··· ENTRIES SUPPLIED ···

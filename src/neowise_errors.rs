use thiserror::Error;

#[derive(Error, Debug)]
pub enum NeowiseError {
    #[error("HTTP ureq error: {0}")]
    UreqHttpError(#[from] ureq::Error),

    #[error("Minor Planet Ephemeris Service error: {0}")]
    MpcServiceError(String),

    #[error("No ephemeris row returned for {0}")]
    EmptyEphemeris(String),

    #[error("Invalid ephemeris row: {0}")]
    InvalidEphemerisRow(String),

    #[error("Invalid observing site: {0}")]
    InvalidSite(#[from] ordered_float::FloatIsNan),

    #[error("Invalid time grid: {0}")]
    InvalidTimeGrid(String),

    #[error("Unable to render the visibility chart: {0}")]
    RenderError(String),

    #[error("Unable to perform file operation: {0}")]
    IoError(#[from] std::io::Error),
}

impl PartialEq for NeowiseError {
    fn eq(&self, other: &Self) -> bool {
        use NeowiseError::*;
        match (self, other) {
            (MpcServiceError(a), MpcServiceError(b)) => a == b,
            (EmptyEphemeris(a), EmptyEphemeris(b)) => a == b,
            (InvalidEphemerisRow(a), InvalidEphemerisRow(b)) => a == b,
            (InvalidTimeGrid(a), InvalidTimeGrid(b)) => a == b,
            (RenderError(a), RenderError(b)) => a == b,

            // not comparable: same variant is enough
            (UreqHttpError(_), UreqHttpError(_)) => true,
            (InvalidSite(_), InvalidSite(_)) => true,
            (IoError(_), IoError(_)) => true,

            _ => false,
        }
    }
}
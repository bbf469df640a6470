use camino::Utf8PathBuf;
use chrono::{Local, NaiveDateTime};
use env_logger::{Builder, Env, Target};

use neowise::{config::NeowiseConfig, neowise::Neowise, neowise_errors::NeowiseError};

fn chart(config: NeowiseConfig, now: NaiveDateTime) -> Result<Utf8PathBuf, NeowiseError> {
    let neowise = Neowise::new(config)?;
    let anchor = neowise.anchor(now)?;

    let record = neowise.fetch_position(&anchor)?;
    println!("{}", record.date.format("%Y-%m-%d %H:%M:%S%.3f"));
    println!("{}", record.ra);
    println!("{}", record.dec);

    neowise.draw(&anchor, &record)
}

pub fn main() {
    Builder::from_env(Env::default().default_filter_or("info"))
        .target(Target::Stderr)
        .format_timestamp_secs()
        .format_module_path(false)
        .init();

    match chart(NeowiseConfig::default(), Local::now().naive_local()) {
        Ok(path) => println!("{path}"),
        Err(err) => {
            eprintln!("{err}");
            std::process::exit(1);
        }
    }
}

···

▶ _TASK DIRECTIONS_
Write the records out precisely, omitting nothing.

▶ _RESPONSE TO THE TASK_
filename src/neowise_errors.rs
use thiserror::Error;

#[derive(Error, Debug)]
pub enum NeowiseError {
    #[error("HTTP ureq error: {0}")]
    UreqHttpError(#[from] ureq::Error),

    #[error("Minor Planet Ephemeris Service error: {0}")]
    MpcServiceError(String),

    #[error("No ephemeris row returned for {0}")]
    EmptyEphemeris(String),

    #[error("Invalid ephemeris row: {0}")]
    InvalidEphemerisRow(String),

    #[error("Invalid observing site: {0}")]
    InvalidSite(#[from] ordered_float::FloatIsNan),

    #[error("Invalid time grid: {0}")]
    InvalidTimeGrid(String),

    #[error("Unable to render the visibility chart: {0}")]
    RenderError(String),

    #[error("Unable to perform file operation: {0}")]
    IoError(#[from] std::io::Error),
}

impl PartialEq for NeowiseError {
    fn eq(&self, other: &Self) -> bool {
        use NeowiseError::*;
        match (self, other) {
            (MpcServiceError(a), MpcServiceError(b)) => a == b,
            (EmptyEphemeris(a), EmptyEphemeris(b)) => a == b,
            (InvalidEphemerisRow(a), InvalidEphemerisRow(b)) => a == b,
            (InvalidTimeGrid(a), InvalidTimeGrid(b)) => a == b,
            (RenderError(a), RenderError(b)) => a == b,

            // not comparable: same variant is enough
            (UreqHttpError(_), UreqHttpError(_)) => true,
            (InvalidSite(_), InvalidSite(_)) => true,
            (IoError(_), IoError(_)) => true,

            _ => false,
        }
    }
}
repository bbf469df640a6470
use camino::Utf8PathBuf;
use chrono::{Local, NaiveDateTime};
use env_logger::{Builder, Env, Target};

use neowise::{config::NeowiseConfig, neowise::Neowise, neowise_errors::NeowiseError};

fn chart(config: NeowiseConfig, now: NaiveDateTime) -> Result<Utf8PathBuf, NeowiseError> {
    let neowise = Neowise::new(config)?;
    let anchor = neowise.anchor(now)?;

    let record = neowise.fetch_position(&anchor)?;
    println!("{}", record.date.format("%Y-%m-%d %H:%M:%S%.3f"));
    println!("{}", record.ra);
    println!("{}", record.dec);

    neowise.draw(&anchor, &record)
}

pub fn main() {
    Builder::from_env(Env::default().default_filter_or("info"))
        .target(Target::Stderr)
        .format_timestamp_secs()
        .format_module_path(false)
        .init();

    match chart(NeowiseConfig::default(), Local::now().naive_local()) {
        Ok(path) => println!("{path}"),
        Err(err) => {
            eprintln!("{err}");
            std::process::exit(1);
        }
    }
}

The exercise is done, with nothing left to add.